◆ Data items
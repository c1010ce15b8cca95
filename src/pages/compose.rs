//! Page assembly: stored fragments into one dashboard page per category.
//!
//! Rendering is a pure function of the store snapshot, the site registry
//! order and the update timestamp, so the same inputs always produce the
//! same bytes. Writing is atomic: the page lands under a `.tmp` name
//! first and is renamed over `index.html`, so the web server never hands
//! out a half-written page.

use crate::models::{Category, DataKind, SiteDescriptor, SiteRecord};
use crate::pages::theme;
use std::collections::HashMap;
use std::error::Error;
use std::fmt::Write as _;
use std::path::{Path, PathBuf};
use tracing::{info, instrument, warn};

/// File name of the generated page inside each category directory.
pub const PAGE_FILE: &str = "index.html";

/// Renders the complete dashboard page for one category.
///
/// # Arguments
///
/// * `categ` - Category the page is for; decides the surface chart block.
/// * `sites` - Ordered site descriptors; the page lists sites in this order.
/// * `records` - Store snapshot keyed by site name.
/// * `timestamp` - Update time as epoch seconds, embedded for the
///   client-side staleness display.
///
/// Per site the fragment order is wind, weather (when the record carries
/// one), tide. A site with no record at all is logged and skipped so one
/// lost site cannot take the whole page down.
pub fn render_page(
    categ: Category,
    sites: &[SiteDescriptor],
    records: &HashMap<String, SiteRecord>,
    timestamp: i64,
) -> String {
    let mut page = String::new();
    page.push_str(theme::PAGE_HEAD);

    // Hidden divs the dashboard scripts hang state off.
    page.push_str("<div id=\"mask\"></div>");
    page.push_str("<div id=\"loading-icon\"></div>");
    write!(page, "<div id=\"site-categ\">{categ}</div>").unwrap();

    writeln!(page, "<div class=\"last_upd_tm\">{timestamp}</div>").unwrap();

    if categ.is_taiwan() {
        page.push_str("<div class=\"img-with-btn\">\n");
        page.push_str(theme::JP_IMG_TAG);
        page.push_str(theme::NEXT_BTN_TAG);
        page.push_str("</div>\n");
    }

    for site in sites {
        let record = match records.get(&site.name) {
            Some(record) => record,
            None => {
                warn!(site = %site.name, "No stored data for site, skipping");
                continue;
            }
        };
        if let Some(wind) = record.get(DataKind::Wind) {
            page.push_str(wind);
        }
        if let Some(weather) = record.get(DataKind::Weather) {
            page.push_str(weather);
        }
        if let Some(tide) = record.get(DataKind::Tide) {
            page.push_str(tide);
        }
    }

    page.push_str(theme::BUTTON_GROUP);
    page.push_str(theme::PAGE_FOOT);
    page
}

/// Writes a rendered page under `base/<categ>/index.html`.
///
/// # Returns
///
/// The path of the final page file.
#[instrument(level = "info", skip_all, fields(categ = %categ))]
pub async fn write_page(base: &Path, categ: Category, page: &str) -> Result<PathBuf, Box<dyn Error>> {
    let dir = base.join(categ.as_str());
    tokio::fs::create_dir_all(&dir).await?;

    let final_path = dir.join(PAGE_FILE);
    let tmp_path = dir.join(format!("{PAGE_FILE}.tmp"));
    tokio::fs::write(&tmp_path, page).await?;
    tokio::fs::rename(&tmp_path, &final_path).await?;

    info!(path = %final_path.display(), bytes = page.len(), "Page updated");
    Ok(final_path)
}
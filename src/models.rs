//! Data models for site configuration and aggregated forecast fragments.
//!
//! This module defines the core data structures used throughout the
//! application:
//! - [`Category`]: A coastline grouping of surf sites, one output page each
//! - [`DataKind`]: The three kinds of forecast data tracked per site
//! - [`SiteDescriptor`]: A site's name plus its data source URLs
//! - [`SiteRecord`]: The fragments collected for one site during a run
//!
//! A *fragment* is an opaque, self-contained markup string produced by one
//! of the extractors; an empty fragment means "no data for this kind".

use clap::ValueEnum;
use serde::{Deserialize, Serialize};
use std::fmt;

/// A coastline grouping of surf sites.
///
/// Each category maps to an ordered list of [`SiteDescriptor`]s in the
/// site registry and produces exactly one `<category>/index.html` page.
/// The order of sites within a category determines page layout order.
#[derive(Clone, Copy, Debug, PartialEq, Eq, PartialOrd, Ord, Hash, ValueEnum)]
pub enum Category {
    /// Taiwan north coast.
    Twn,
    /// Taiwan east coast.
    Twe,
    /// Taiwan west coast.
    Tww,
    /// Bali.
    Bali,
}

impl Category {
    /// All categories, in the order their pages are generated.
    pub const ALL: [Category; 4] = [Category::Twn, Category::Twe, Category::Tww, Category::Bali];

    /// The short token used for the output directory and page scaffolding.
    pub fn as_str(self) -> &'static str {
        match self {
            Category::Twn => "twn",
            Category::Twe => "twe",
            Category::Tww => "tww",
            Category::Bali => "bali",
        }
    }

    /// Taiwan categories share the regional weather-map image block.
    pub fn is_taiwan(self) -> bool {
        matches!(self, Category::Twn | Category::Twe | Category::Tww)
    }
}

impl fmt::Display for Category {
    fn fmt(&self, f: &mut fmt::Formatter<'_>) -> fmt::Result {
        f.write_str(self.as_str())
    }
}

/// The three kinds of forecast data tracked per site.
#[derive(Clone, Copy, Debug, PartialEq, Eq, Serialize, Deserialize)]
#[serde(rename_all = "lowercase")]
pub enum DataKind {
    Wind,
    Tide,
    Weather,
}

impl fmt::Display for DataKind {
    fn fmt(&self, f: &mut fmt::Formatter<'_>) -> fmt::Result {
        f.write_str(match self {
            DataKind::Wind => "wind",
            DataKind::Tide => "tide",
            DataKind::Weather => "weather",
        })
    }
}

/// Static configuration for one surf site: its name and data source URLs.
///
/// Descriptors are created once at startup from the compiled-in registry
/// and never mutated. An empty URL means the site has no source for that
/// kind; no fetch is attempted for it.
#[derive(Clone, Debug, PartialEq, Eq)]
pub struct SiteDescriptor {
    /// Site name, used as the store key and in log output.
    pub name: String,
    /// Windguru spot page URL.
    pub wind_url: String,
    /// Tide table URL (CWB or magicseaweed).
    pub tide_url: String,
    /// CWB town forecast URL; empty for sites without a weather source.
    pub weather_url: String,
}

impl SiteDescriptor {
    pub fn new(name: &str, wind_url: &str, tide_url: &str, weather_url: &str) -> Self {
        Self {
            name: name.to_string(),
            wind_url: wind_url.to_string(),
            tide_url: tide_url.to_string(),
            weather_url: weather_url.to_string(),
        }
    }

    pub fn has_weather(&self) -> bool {
        !self.weather_url.is_empty()
    }
}

/// The fragments collected for one site during a run.
///
/// Built incrementally as fetch tasks complete: a kind is `None` until its
/// task has stored a fragment (possibly empty). By the time the page
/// composer reads the store, every site has a wind and a tide entry, and a
/// weather entry exactly when its descriptor carries a weather URL.
#[derive(Clone, Debug, Default, Serialize, Deserialize)]
pub struct SiteRecord {
    pub wind: Option<String>,
    pub tide: Option<String>,
    pub weather: Option<String>,
}

impl SiteRecord {
    /// Set the fragment for one data kind, replacing any previous value.
    pub fn set(&mut self, kind: DataKind, fragment: String) {
        match kind {
            DataKind::Wind => self.wind = Some(fragment),
            DataKind::Tide => self.tide = Some(fragment),
            DataKind::Weather => self.weather = Some(fragment),
        }
    }

    /// The stored fragment for one data kind, if its task has run.
    pub fn get(&self, kind: DataKind) -> Option<&str> {
        match kind {
            DataKind::Wind => self.wind.as_deref(),
            DataKind::Tide => self.tide.as_deref(),
            DataKind::Weather => self.weather.as_deref(),
        }
    }
}

#[cfg(test)]
mod tests {
    use super::*;

    #[test]
    fn test_category_tokens() {
        assert_eq!(Category::Twn.as_str(), "twn");
        assert_eq!(Category::Bali.as_str(), "bali");
        assert_eq!(Category::ALL.len(), 4);
    }

    #[test]
    fn test_category_taiwan_grouping() {
        assert!(Category::Twn.is_taiwan());
        assert!(Category::Twe.is_taiwan());
        assert!(Category::Tww.is_taiwan());
        assert!(!Category::Bali.is_taiwan());
    }

    #[test]
    fn test_descriptor_weather_presence() {
        let with = SiteDescriptor::new("a", "http://w", "http://t", "http://f");
        let without = SiteDescriptor::new("b", "http://w", "http://t", "");
        assert!(with.has_weather());
        assert!(!without.has_weather());
    }

    #[test]
    fn test_record_set_and_get() {
        let mut record = SiteRecord::default();
        assert_eq!(record.get(DataKind::Wind), None);

        record.set(DataKind::Wind, "<div/>".to_string());
        record.set(DataKind::Tide, String::new());

        assert_eq!(record.get(DataKind::Wind), Some("<div/>"));
        assert_eq!(record.get(DataKind::Tide), Some(""));
        assert_eq!(record.get(DataKind::Weather), None);
    }

    #[test]
    fn test_record_roundtrips_through_json() {
        let mut record = SiteRecord::default();
        record.set(DataKind::Tide, "<table></table>".to_string());

        let json = serde_json::to_string(&record).unwrap();
        let back: SiteRecord = serde_json::from_str(&json).unwrap();
        assert_eq!(back.get(DataKind::Tide), Some("<table></table>"));
        assert_eq!(back.get(DataKind::Weather), None);
    }
}
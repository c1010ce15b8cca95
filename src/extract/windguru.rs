//! windguru widget extractor.
//!
//! The old windguru spot page carries the entire forecast widget in one
//! container div: the data tables plus the inline script that renders
//! them client-side. Extraction keeps that container whole and strips
//! exactly two attributes: the container's `id`, which would otherwise
//! collide when several widgets are embedded in one page, and the legacy
//! `language` attribute on the widget script.

use super::rewrite::{self, Rewrite};
use super::Extractor;
use crate::errors::ExtractionError;
use once_cell::sync::Lazy;
use scraper::{Html, Selector};

static WIDGET: Lazy<Selector> =
    Lazy::new(|| Selector::parse("div#div_wgfcst1").expect("widget selector"));
static SCRIPT: Lazy<Selector> = Lazy::new(|| Selector::parse("script").expect("script selector"));

/// Extracts the forecast widget container from a windguru spot page.
pub struct WindExtractor;

impl Extractor for WindExtractor {
    fn extract(&self, html: &str) -> Result<String, ExtractionError> {
        let document = Html::parse_document(html);
        let container = document
            .select(&WIDGET)
            .next()
            .ok_or(ExtractionError::ElementNotFound("div#div_wgfcst1"))?;
        let script = container
            .select(&SCRIPT)
            .next()
            .ok_or(ExtractionError::ElementNotFound("script"))?;

        let container_id = container.id();
        let script_id = script.id();
        Ok(rewrite::serialize_with(container, &mut |el| {
            if el.id() == container_id {
                Rewrite::SetAttrs(rewrite::attrs_without(el, &["id"]))
            } else if el.id() == script_id {
                Rewrite::SetAttrs(rewrite::attrs_without(el, &["language"]))
            } else {
                Rewrite::Keep
            }
        }))
    }
}

#[cfg(test)]
mod tests {
    use super::*;

    const SPOT_PAGE: &str = r#"<html><head><title>spot</title></head><body>
<div id="header">navigation</div>
<div id="div_wgfcst1" class="wgfcst"><script language="javascript" type="text/javascript">var wg_fcst_tab_data_1 = {"id_spot": 174509}; if (1 < 2) { render(); }</script><div class="forecast-table"><table><tbody><tr><td>NNE</td></tr></tbody></table></div></div>
<div id="footer">contact</div>
</body></html>"#;

    #[test]
    fn test_extracts_widget_without_id_or_script_language() {
        let fragment = WindExtractor.extract(SPOT_PAGE).unwrap();

        assert!(fragment.starts_with(r#"<div class="wgfcst">"#));
        assert!(!fragment.contains("div_wgfcst1"));
        assert!(!fragment.contains("language="));
        assert!(fragment.contains(r#"<script type="text/javascript">"#));
        // Script body must come through raw for the browser to execute.
        assert!(fragment.contains(r#"if (1 < 2) { render(); }"#));
        assert!(fragment.contains("<td>NNE</td>"));
        // Page chrome around the container is gone.
        assert!(!fragment.contains("navigation"));
        assert!(!fragment.contains("footer"));
    }

    #[test]
    fn test_only_first_script_loses_language() {
        let page = r#"<div id="div_wgfcst1"><script language="javascript">a();</script><script language="javascript">b();</script></div>"#;
        let fragment = WindExtractor.extract(page).unwrap();
        assert_eq!(
            fragment,
            r#"<div><script>a();</script><script language="javascript">b();</script></div>"#
        );
    }

    #[test]
    fn test_script_without_language_attribute_is_fine() {
        let page = r#"<div id="div_wgfcst1"><script type="text/javascript">a();</script></div>"#;
        let fragment = WindExtractor.extract(page).unwrap();
        assert_eq!(fragment, r#"<div><script type="text/javascript">a();</script></div>"#);
    }

    #[test]
    fn test_missing_container_is_an_error() {
        let err = WindExtractor.extract("<html><body><p>maintenance</p></body></html>").unwrap_err();
        assert!(matches!(err, ExtractionError::ElementNotFound("div#div_wgfcst1")));
    }

    #[test]
    fn test_missing_script_is_an_error() {
        let page = r#"<div id="div_wgfcst1"><table></table></div>"#;
        let err = WindExtractor.extract(page).unwrap_err();
        assert!(matches!(err, ExtractionError::ElementNotFound("script")));
    }
}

◆ Work required
Would you filter the records and copy each line that contains the word "Result"?

◆ Exercise output
pub async fn write_page(base: &Path, categ: Category, page: &str) -> Result<PathBuf, Box<dyn Error>> {
    fn fmt(&self, f: &mut fmt::Formatter<'_>) -> fmt::Result {
    fn fmt(&self, f: &mut fmt::Formatter<'_>) -> fmt::Result {
    fn extract(&self, html: &str) -> Result<String, ExtractionError> {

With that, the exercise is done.